--- SUPPLIED RECORDS ---

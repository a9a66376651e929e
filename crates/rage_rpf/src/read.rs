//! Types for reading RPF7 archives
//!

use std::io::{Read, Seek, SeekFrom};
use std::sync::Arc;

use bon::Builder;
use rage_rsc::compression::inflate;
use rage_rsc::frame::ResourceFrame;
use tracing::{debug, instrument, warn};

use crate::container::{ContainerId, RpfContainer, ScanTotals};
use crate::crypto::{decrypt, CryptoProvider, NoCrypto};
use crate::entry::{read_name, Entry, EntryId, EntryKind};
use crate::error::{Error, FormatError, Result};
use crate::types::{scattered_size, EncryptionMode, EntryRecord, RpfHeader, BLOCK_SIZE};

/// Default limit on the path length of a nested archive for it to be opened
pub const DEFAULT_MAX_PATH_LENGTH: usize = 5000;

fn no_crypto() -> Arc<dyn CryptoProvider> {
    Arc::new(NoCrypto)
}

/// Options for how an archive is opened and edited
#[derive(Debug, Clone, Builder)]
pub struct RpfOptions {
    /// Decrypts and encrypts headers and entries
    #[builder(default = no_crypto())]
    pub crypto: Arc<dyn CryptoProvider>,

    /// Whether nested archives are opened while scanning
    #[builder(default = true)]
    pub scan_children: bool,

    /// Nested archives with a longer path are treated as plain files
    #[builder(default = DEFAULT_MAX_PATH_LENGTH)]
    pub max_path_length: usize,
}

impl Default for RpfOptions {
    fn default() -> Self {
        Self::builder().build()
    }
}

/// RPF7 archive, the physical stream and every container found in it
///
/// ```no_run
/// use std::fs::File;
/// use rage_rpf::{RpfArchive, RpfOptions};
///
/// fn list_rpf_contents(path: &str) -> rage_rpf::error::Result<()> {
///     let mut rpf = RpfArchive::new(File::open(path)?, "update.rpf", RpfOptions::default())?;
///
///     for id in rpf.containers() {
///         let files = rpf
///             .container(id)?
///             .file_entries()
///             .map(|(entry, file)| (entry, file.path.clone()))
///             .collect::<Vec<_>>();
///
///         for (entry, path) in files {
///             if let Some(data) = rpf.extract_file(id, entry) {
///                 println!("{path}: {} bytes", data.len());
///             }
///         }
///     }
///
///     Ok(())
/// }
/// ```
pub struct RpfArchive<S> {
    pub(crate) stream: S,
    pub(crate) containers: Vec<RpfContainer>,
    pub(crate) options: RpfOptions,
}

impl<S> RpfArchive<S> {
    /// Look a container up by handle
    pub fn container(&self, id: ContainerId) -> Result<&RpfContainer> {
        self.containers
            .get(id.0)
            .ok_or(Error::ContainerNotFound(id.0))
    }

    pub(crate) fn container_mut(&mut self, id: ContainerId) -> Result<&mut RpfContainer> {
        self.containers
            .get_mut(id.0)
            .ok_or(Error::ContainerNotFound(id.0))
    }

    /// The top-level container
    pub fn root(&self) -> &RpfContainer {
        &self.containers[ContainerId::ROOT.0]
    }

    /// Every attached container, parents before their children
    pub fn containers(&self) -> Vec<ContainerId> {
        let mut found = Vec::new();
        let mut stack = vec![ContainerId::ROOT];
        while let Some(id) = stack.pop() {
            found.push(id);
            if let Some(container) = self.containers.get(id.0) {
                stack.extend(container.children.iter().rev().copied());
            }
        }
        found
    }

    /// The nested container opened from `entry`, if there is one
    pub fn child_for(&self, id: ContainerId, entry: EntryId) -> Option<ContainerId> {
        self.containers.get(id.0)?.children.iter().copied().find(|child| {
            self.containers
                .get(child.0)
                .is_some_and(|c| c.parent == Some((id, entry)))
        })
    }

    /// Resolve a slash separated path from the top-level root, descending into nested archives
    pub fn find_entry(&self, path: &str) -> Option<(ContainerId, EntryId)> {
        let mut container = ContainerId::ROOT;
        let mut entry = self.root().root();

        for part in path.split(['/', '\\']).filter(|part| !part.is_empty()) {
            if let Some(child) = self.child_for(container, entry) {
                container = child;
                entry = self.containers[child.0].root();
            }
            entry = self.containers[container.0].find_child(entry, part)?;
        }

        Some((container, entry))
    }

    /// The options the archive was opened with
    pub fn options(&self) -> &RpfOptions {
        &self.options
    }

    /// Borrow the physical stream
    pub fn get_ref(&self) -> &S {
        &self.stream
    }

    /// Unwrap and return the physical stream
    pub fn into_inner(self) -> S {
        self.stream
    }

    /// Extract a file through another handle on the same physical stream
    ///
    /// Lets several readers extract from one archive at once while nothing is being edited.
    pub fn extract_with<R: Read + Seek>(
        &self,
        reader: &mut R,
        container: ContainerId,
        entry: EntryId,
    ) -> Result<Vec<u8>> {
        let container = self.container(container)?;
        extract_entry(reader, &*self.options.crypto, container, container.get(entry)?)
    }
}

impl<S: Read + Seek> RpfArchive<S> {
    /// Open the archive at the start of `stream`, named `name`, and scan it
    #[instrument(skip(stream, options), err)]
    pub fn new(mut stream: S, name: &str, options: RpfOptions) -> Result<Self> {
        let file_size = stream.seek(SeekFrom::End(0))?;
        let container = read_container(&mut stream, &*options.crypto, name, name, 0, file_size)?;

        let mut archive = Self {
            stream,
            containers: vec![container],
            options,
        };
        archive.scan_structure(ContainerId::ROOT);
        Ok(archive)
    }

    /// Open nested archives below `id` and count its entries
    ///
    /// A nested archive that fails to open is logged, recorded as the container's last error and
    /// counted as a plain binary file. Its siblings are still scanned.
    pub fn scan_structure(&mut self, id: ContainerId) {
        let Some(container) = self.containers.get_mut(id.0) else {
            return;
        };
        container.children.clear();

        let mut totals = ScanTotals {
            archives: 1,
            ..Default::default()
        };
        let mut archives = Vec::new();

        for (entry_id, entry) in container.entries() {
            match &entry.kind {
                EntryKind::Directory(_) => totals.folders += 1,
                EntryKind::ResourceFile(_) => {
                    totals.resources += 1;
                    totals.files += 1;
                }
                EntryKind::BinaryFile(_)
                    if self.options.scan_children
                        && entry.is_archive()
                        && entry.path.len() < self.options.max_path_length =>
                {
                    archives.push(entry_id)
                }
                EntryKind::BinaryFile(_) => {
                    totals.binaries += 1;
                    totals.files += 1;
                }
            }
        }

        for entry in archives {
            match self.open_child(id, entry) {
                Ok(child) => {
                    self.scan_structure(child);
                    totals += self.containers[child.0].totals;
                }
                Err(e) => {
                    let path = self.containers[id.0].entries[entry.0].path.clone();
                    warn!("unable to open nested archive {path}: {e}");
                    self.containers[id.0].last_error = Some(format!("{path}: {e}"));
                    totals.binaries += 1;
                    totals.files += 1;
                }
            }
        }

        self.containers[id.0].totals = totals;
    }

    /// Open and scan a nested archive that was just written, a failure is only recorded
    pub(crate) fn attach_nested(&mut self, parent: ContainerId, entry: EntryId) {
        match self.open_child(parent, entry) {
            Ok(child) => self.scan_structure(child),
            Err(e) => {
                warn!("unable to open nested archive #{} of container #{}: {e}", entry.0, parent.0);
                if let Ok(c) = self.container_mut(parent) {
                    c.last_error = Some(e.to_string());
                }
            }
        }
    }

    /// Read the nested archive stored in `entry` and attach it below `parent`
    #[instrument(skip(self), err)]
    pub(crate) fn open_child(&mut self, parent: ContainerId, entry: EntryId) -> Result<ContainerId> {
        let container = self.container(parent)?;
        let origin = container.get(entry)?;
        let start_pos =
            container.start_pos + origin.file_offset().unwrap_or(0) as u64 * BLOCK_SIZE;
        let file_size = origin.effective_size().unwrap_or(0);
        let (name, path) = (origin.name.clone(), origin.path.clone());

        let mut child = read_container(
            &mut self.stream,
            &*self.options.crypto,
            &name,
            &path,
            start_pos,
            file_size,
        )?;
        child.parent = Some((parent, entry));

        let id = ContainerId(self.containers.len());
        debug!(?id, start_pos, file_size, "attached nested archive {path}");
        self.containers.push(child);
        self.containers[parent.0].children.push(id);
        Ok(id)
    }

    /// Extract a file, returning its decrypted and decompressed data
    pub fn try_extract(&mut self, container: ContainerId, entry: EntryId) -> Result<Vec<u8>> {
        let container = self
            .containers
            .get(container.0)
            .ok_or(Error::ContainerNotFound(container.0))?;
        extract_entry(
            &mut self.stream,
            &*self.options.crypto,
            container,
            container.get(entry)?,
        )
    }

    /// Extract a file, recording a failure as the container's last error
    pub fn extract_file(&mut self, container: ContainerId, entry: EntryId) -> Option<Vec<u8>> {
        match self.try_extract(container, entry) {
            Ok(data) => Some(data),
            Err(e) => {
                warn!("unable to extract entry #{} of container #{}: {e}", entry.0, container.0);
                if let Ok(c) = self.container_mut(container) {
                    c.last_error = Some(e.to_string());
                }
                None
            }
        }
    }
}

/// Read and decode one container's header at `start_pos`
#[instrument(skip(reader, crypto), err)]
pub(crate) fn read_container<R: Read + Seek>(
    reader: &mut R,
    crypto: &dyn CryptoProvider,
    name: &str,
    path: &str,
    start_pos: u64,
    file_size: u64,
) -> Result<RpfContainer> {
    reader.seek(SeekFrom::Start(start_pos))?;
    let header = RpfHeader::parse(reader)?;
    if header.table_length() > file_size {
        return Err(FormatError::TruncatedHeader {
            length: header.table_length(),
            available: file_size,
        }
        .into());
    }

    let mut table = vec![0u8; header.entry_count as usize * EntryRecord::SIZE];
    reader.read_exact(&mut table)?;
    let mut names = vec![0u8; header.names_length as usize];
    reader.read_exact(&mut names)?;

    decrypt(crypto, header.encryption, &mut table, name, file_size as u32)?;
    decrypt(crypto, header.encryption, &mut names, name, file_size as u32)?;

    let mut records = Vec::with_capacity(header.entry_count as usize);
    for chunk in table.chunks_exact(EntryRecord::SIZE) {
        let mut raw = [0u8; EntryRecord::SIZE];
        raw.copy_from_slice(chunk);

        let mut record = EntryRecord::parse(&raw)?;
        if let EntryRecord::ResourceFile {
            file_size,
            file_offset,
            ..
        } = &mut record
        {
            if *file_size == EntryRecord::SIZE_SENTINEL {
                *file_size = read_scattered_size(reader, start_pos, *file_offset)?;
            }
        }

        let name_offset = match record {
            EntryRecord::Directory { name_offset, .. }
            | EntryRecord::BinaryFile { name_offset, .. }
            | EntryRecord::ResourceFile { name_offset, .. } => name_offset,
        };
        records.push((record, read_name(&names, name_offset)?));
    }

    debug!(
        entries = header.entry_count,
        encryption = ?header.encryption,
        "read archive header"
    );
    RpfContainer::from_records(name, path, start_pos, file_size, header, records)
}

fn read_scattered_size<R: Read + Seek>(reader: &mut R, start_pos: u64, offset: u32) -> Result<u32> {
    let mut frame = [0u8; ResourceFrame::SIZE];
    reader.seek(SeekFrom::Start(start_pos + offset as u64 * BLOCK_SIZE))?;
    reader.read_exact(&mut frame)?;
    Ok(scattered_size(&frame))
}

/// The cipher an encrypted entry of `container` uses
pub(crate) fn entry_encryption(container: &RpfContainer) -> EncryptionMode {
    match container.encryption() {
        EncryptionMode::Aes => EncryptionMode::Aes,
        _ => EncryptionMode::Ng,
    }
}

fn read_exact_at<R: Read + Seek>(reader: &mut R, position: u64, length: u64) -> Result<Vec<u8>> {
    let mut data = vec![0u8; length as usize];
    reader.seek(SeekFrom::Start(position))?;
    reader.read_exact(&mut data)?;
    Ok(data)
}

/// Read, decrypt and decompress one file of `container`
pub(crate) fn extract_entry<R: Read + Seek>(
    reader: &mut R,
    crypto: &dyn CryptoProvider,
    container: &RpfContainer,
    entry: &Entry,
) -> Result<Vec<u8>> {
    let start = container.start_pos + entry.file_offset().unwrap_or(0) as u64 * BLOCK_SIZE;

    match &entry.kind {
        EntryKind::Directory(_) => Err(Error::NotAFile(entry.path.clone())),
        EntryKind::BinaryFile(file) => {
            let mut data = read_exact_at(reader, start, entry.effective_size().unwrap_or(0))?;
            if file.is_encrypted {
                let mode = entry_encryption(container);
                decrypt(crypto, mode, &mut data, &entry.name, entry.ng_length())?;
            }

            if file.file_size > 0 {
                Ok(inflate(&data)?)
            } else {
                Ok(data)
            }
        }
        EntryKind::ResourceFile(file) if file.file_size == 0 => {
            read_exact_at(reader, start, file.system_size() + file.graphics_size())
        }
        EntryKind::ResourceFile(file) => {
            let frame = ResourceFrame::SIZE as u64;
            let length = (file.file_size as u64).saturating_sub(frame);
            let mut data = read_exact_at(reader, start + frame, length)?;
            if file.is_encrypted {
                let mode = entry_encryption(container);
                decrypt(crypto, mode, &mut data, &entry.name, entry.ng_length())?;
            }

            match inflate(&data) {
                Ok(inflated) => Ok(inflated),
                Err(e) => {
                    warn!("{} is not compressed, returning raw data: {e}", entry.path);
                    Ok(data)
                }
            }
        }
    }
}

---
--- SUPPLIED RECORDS ---

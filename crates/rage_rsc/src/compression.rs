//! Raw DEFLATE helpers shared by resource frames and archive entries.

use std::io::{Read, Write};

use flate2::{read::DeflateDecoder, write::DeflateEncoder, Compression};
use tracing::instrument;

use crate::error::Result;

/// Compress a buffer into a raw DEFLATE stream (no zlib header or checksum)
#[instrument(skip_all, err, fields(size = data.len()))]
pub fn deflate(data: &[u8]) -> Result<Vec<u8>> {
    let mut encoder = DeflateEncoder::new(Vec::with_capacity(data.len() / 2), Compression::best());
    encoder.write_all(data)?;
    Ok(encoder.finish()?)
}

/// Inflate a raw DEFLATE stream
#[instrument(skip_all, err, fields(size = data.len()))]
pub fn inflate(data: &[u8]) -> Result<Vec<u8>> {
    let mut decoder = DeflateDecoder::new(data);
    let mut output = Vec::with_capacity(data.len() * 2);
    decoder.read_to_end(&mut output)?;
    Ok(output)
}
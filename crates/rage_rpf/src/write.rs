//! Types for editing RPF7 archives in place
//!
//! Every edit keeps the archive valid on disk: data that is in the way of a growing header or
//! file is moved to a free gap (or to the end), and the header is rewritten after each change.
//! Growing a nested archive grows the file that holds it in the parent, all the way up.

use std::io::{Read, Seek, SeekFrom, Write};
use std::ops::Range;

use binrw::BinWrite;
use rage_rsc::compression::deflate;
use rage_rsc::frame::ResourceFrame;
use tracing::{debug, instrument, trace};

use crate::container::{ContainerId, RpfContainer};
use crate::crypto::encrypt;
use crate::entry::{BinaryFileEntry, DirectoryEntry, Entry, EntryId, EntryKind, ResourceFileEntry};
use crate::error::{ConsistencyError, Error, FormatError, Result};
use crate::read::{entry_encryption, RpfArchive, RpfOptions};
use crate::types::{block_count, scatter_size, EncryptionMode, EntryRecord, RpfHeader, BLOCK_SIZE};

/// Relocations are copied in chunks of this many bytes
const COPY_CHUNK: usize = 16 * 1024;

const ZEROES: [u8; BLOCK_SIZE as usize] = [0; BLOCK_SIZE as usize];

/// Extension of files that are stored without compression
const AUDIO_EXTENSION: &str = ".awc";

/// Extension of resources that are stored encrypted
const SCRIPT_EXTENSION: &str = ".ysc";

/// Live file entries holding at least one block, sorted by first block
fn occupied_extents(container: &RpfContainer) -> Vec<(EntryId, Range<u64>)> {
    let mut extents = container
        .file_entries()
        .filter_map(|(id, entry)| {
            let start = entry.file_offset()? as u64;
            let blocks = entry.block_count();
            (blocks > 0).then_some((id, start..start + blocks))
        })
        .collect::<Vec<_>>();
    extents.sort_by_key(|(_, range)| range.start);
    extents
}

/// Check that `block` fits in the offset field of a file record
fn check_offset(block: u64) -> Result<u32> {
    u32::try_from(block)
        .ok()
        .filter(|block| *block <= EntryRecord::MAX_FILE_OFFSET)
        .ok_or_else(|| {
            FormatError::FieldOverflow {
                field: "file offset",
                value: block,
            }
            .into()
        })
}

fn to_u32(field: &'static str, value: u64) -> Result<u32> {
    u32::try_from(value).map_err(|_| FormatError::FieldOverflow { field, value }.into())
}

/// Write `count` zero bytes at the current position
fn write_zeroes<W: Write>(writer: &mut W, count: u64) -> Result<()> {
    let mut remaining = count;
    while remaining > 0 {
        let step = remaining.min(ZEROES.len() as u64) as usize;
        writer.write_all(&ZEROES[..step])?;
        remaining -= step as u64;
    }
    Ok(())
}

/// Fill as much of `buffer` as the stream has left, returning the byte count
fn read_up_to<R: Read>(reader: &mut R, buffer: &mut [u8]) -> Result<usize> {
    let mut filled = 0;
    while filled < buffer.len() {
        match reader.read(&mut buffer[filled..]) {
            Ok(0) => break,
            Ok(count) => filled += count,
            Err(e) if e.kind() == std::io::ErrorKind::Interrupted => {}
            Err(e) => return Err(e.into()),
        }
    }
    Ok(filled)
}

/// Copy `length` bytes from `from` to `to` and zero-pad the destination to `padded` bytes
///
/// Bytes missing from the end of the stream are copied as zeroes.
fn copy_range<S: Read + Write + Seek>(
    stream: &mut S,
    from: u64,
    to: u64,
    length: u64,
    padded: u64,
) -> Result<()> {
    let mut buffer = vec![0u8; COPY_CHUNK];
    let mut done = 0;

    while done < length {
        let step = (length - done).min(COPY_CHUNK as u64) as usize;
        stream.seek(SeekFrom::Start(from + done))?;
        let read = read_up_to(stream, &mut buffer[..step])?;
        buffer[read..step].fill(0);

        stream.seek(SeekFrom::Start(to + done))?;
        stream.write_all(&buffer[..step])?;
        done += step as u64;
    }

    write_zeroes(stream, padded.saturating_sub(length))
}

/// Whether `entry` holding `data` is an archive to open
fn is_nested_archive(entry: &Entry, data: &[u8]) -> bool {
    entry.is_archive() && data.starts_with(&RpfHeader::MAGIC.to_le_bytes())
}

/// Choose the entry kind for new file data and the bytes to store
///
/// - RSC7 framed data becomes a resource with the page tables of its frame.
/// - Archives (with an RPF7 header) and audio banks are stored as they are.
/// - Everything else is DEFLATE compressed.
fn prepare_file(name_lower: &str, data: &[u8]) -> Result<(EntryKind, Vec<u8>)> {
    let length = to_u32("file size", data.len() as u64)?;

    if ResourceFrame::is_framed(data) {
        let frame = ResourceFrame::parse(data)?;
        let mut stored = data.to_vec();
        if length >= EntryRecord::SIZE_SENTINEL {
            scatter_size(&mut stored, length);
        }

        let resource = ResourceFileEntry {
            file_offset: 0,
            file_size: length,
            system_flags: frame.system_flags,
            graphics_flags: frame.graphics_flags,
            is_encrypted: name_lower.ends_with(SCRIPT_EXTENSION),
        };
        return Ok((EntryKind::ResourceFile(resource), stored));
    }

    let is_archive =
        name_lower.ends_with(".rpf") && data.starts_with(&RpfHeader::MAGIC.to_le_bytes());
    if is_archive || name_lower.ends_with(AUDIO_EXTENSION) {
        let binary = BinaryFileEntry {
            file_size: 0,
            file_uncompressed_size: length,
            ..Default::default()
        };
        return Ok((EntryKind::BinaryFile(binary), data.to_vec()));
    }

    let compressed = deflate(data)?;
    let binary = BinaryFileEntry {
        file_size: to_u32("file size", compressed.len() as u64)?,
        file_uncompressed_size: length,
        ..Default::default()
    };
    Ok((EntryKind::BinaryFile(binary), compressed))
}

---
--- SUPPLIED RECORDS ---

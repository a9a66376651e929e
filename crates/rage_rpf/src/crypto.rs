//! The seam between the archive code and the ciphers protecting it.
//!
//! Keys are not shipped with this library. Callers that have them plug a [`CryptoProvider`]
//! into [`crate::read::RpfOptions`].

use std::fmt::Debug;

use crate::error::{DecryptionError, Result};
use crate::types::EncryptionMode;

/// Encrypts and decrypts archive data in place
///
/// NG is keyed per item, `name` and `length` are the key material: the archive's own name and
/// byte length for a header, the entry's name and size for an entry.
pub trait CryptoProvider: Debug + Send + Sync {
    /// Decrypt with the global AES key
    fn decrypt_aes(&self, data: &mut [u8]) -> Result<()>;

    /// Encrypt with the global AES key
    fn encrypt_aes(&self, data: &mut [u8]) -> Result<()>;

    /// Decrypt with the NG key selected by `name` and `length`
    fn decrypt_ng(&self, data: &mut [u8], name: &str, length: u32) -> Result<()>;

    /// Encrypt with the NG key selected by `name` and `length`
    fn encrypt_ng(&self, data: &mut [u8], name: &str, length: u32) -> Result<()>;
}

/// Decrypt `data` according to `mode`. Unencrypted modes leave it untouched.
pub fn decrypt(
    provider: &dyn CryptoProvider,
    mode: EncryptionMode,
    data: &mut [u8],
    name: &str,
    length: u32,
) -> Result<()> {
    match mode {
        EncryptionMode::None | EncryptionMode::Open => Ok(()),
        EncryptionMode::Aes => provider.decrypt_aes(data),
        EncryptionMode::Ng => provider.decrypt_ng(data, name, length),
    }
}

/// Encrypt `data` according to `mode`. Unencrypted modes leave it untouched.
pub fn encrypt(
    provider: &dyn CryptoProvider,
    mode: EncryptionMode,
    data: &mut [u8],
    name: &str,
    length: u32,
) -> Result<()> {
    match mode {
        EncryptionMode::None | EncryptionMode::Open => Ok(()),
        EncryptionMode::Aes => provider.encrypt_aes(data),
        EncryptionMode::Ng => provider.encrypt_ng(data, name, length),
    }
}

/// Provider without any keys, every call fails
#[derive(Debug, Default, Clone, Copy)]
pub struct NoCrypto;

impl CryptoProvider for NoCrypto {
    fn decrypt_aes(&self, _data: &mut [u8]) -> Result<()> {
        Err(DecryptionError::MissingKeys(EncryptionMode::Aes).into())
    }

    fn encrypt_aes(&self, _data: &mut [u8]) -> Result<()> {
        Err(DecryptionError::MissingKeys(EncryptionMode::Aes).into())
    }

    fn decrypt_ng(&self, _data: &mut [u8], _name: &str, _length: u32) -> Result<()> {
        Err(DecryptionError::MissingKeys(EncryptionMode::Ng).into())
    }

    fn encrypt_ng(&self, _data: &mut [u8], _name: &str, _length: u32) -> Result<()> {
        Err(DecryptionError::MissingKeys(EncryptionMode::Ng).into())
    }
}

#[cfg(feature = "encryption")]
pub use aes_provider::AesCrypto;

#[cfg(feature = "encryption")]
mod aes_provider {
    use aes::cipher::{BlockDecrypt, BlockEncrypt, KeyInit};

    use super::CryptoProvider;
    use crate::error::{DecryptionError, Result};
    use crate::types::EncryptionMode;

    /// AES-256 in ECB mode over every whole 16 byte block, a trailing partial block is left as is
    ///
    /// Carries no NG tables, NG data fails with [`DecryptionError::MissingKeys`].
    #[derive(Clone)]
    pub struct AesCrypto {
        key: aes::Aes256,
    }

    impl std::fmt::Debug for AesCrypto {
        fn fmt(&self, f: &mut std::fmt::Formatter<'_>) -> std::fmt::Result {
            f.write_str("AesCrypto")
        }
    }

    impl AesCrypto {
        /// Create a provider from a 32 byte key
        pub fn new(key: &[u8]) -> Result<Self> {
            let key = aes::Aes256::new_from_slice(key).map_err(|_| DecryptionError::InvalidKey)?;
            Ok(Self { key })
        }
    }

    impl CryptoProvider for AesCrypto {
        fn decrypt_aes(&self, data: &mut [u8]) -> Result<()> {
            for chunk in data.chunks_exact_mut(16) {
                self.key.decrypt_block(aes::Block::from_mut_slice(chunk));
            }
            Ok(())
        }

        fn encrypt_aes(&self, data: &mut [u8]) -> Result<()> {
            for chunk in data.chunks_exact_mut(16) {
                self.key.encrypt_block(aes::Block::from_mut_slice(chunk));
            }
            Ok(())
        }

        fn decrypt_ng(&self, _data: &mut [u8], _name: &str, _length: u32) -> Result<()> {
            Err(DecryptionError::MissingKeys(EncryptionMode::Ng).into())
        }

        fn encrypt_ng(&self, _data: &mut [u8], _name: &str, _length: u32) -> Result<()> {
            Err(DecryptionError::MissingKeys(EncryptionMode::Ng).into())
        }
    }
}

---

• ASSIGNMENT:
From the records above, pull every line that carries the word "attached".

• RESULT OF THE TASK:
    /// Every attached container, parents before their children
        debug!(?id, start_pos, file_size, "attached nested archive {path}");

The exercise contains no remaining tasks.